Some people never forget the time a spider fell into their glass of milk. Others cannot break the association of certain places or situations with getting high. Now researchers are finding that remembering is not just a process of passively storing impressions. It is a continuous, dynamic activity on the cellular level and an ongoing psychological process open to  manipulation with drugs and cognitive therapy. This is wonderful news for combat veterans and victims of assaults and accidents. What it means for future generations of historians and personal-injury lawyers remains to be seen.

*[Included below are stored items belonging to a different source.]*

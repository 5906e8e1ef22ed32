//! Field extraction for a single product card.

use crate::core::types::{is_ui_control_label, scrape_stamp, ProductRecord, NOT_AVAILABLE};
use crate::pipeline::discover::ProductCard;
use crate::pipeline::{dom, product_url};
use chrono::NaiveDateTime;
use regex::Regex;
use scraper::Selector;
use std::sync::OnceLock;
use tracing::debug;
use url::Url;

macro_rules! pattern {
    ($name:ident, $re:expr) => {
        fn $name() -> Option<&'static Regex> {
            static RE: OnceLock<Option<Regex>> = OnceLock::new();
            RE.get_or_init(|| Regex::new($re).ok()).as_ref()
        }
    };
}

pattern!(price_re, r"₹\s*(\d+)");
pattern!(discount_re, r"(?i)₹\s*(\d+)\s*OFF");
pattern!(quantity_re, r"(?i)(\d+\s*(?:pack|g|kg|pc|pcs|ml|l|Approx\.))");
pattern!(percent_re, r"(\d+)%");
pattern!(list_price_re, r"₹?\s*(\d+[.,]?\d*)");
pattern!(leading_price_re, r"^₹\s*\d+");
pattern!(leading_price_off_re, r"(?i)^₹\s*\d+\s*OFF");
pattern!(leading_quantity_re, r"(?i)^\d+\s*(pack|g|kg|ml|l|pc|pcs|Approx)");
pattern!(weight_range_re, r"(?i)^\d+[\s-]+\d+\s*(g|kg)");

fn capture(re: Option<&Regex>, text: &str) -> Option<String> {
    re?.captures(text)
        .and_then(|caps| caps.get(1))
        .map(|m| m.as_str().to_string())
}

fn matches(re: Option<&Regex>, text: &str) -> bool {
    re.is_some_and(|re| re.is_match(text))
}

/// Digits of the first price on the card.
pub fn first_price(text: &str) -> Option<String> {
    capture(price_re(), text)
}

/// Discount amount, currency-prefixed.
pub fn discount_amount(text: &str) -> Option<String> {
    capture(discount_re(), text).map(|d| format!("₹{d}"))
}

pub fn quantity(text: &str) -> Option<String> {
    capture(quantity_re(), text)
}

pub fn discount_percent(text: &str) -> Option<String> {
    capture(percent_re(), text).map(|p| format!("{p}%"))
}

fn starts_with_price(text: &str) -> bool {
    matches(leading_price_re(), text)
}

// ── Naming ───────────────────────────────────────────────────────────────────

type NameStrategy = for<'a, 'b> fn(&'b ProductCard<'a>) -> Option<String>;

/// Tried in order; the first that yields a name wins.
const NAME_STRATEGIES: &[(&str, NameStrategy)] = &[
    ("url slug", name_from_slug),
    ("heading/class", name_from_selectors),
    ("text line", name_from_lines),
];

const NAME_SELECTORS: &[&str] = &[
    "h1",
    "h2",
    "h3",
    "h4",
    "span[class*='name']",
    "span[class*='title']",
    "div[class*='name']",
    "div[class*='title']",
    "p[class*='name']",
    "div[class*='product']",
];

fn name_from_slug(card: &ProductCard<'_>) -> Option<String> {
    let path = product_url::parse(card.link.as_deref()?)?;
    product_url::title_from_slug(&path.slug)
}

/// First visible line of the first matching element. Taking the whole text
/// would drag offer tags and prices from wrapper elements into the name.
fn name_from_selectors(card: &ProductCard<'_>) -> Option<String> {
    for css in NAME_SELECTORS {
        let Ok(selector) = Selector::parse(css) else {
            continue;
        };
        let Some(element) = card.element.select(&selector).next() else {
            continue;
        };
        let Some(text) = dom::visible_lines(element).into_iter().next() else {
            continue;
        };
        if text.chars().count() > 3 && !is_ui_control_label(&text) && !starts_with_price(&text) {
            return Some(text);
        }
    }
    None
}

/// Lines that are prices, pack sizes, delivery times or controls.
fn is_noise_line(line: &str) -> bool {
    let lower = line.to_lowercase();
    is_ui_control_label(line)
        || starts_with_price(line)
        || matches(leading_price_off_re(), line)
        || lower.contains("min")
        || matches(leading_quantity_re(), line)
        || lower.contains("price list")
        || matches(weight_range_re(), line)
}

fn name_from_lines(card: &ProductCard<'_>) -> Option<String> {
    card.lines
        .iter()
        .map(|line| line.trim())
        .filter(|line| !is_noise_line(line))
        .find(|line| line.chars().count() > 3 && !line.chars().all(|c| c.is_ascii_digit()))
        .map(str::to_string)
}

/// The card's name and the strategy that produced it.
pub fn extract_name(card: &ProductCard<'_>) -> Option<(String, &'static str)> {
    NAME_STRATEGIES
        .iter()
        .find_map(|(label, strategy)| strategy(card).map(|name| (name, *label)))
}

// ── Media & list price ───────────────────────────────────────────────────────

pub fn image_url(card: &ProductCard<'_>, base: Option<&Url>) -> Option<String> {
    let Ok(selector) = Selector::parse("img") else {
        return None;
    };
    let img = card.element.select(&selector).next()?;
    dom::attr(img, "src")
        .or_else(|| dom::attr(img, "data-src"))
        .map(|src| dom::resolve_url(base, src))
}

const LIST_PRICE_SELECTORS: &[&str] = &[
    "[class*='original']",
    "[class*='strike']",
    "s",
    "del",
    "[style*='line-through']",
];

/// Struck-through list price, digits only.
pub fn original_price(card: &ProductCard<'_>) -> Option<String> {
    LIST_PRICE_SELECTORS.iter().find_map(|css| {
        let selector = Selector::parse(css).ok()?;
        let element = card.element.select(&selector).next()?;
        capture(list_price_re(), &dom::inline_text(element)).map(|p| p.replace(',', ""))
    })
}

// ── Record assembly ──────────────────────────────────────────────────────────

fn or_na(value: Option<String>) -> String {
    value.unwrap_or_else(|| NOT_AVAILABLE.to_string())
}

/// Build the record for `card`, stamped with the current local time to the second.
pub fn extract_record(card: &ProductCard<'_>, base: Option<&Url>) -> ProductRecord {
    extract_record_at(card, base, scrape_stamp())
}

pub fn extract_record_at(
    card: &ProductCard<'_>,
    base: Option<&Url>,
    scraped_at: NaiveDateTime,
) -> ProductRecord {
    let text = card.text();
    let mut record = ProductRecord::blank(scraped_at);

    if let Some((name, strategy)) = extract_name(card) {
        debug!("named via {}: {}", strategy, name);
        record.name = name;
    }
    record.price = or_na(first_price(&text));
    record.discount = or_na(discount_amount(&text));
    record.quantity = or_na(quantity(&text));
    record.image_url = or_na(image_url(card, base));
    record.product_url = or_na(card.link.clone());
    record.original_price = or_na(original_price(card));
    record.discount_percent = or_na(discount_percent(&text));
    record
}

For the rat on the carousel, you can imagine different approaches to extinguishing its fear. You could let it walk to exhaustion and learn for itself that the shock has been turned off—a process psychologists call extinction. Or you could try tinkering directly with the rat’s brain—specifically, the hippocampus, where place memories are formed and stored. Six years ago neuroscientist Todd Sacktor of S.U.N.Y. Downstate Medical Center in Brooklyn, building on work with his former colleague Andre Fenton, did just that. He injected a compound called ZIP into the hippocampus of a rat that had been trained onthe carousel and, after two hours, tested it again and found the fear had been erased. Do that in a combat veteran disabled by PTSD, and you are on the way to a Nobel Prize or a billion-dollar drug bonanza.

The article then goes on to explain other approaches that researchers are undertaking to help people forget or dull bad memories. Adler’s introduction serves as a general description of the video. The specific component segments are:

  1. Pretraining: The rat, in this video playing at five times normal speed, gets used to life on the carousel. Note the unactivated, pie-shaped area used to deliver a shock.
  1. Training Trial 8 (shock on): Now the shock is turned on, and the rat steers well clear of the demarcated red slice.
  1. One-day retention: saline-injected rat (shock off): A day later, a rat injected with harmless saline remembers the aversive shock, steering clear of the triangular zone.
  1. One-day retention: ZIP-injected rat (shock off): The rat that has ZIP injected into its brain wanders freely the breadth of the carousel without any memory of having been shocked.
  1. Pretraining vs. One-day retention: (Zip- Injected): A side-by-side comparison shows that the Zip-injected rat behaves exactly as it did before it received the first shock.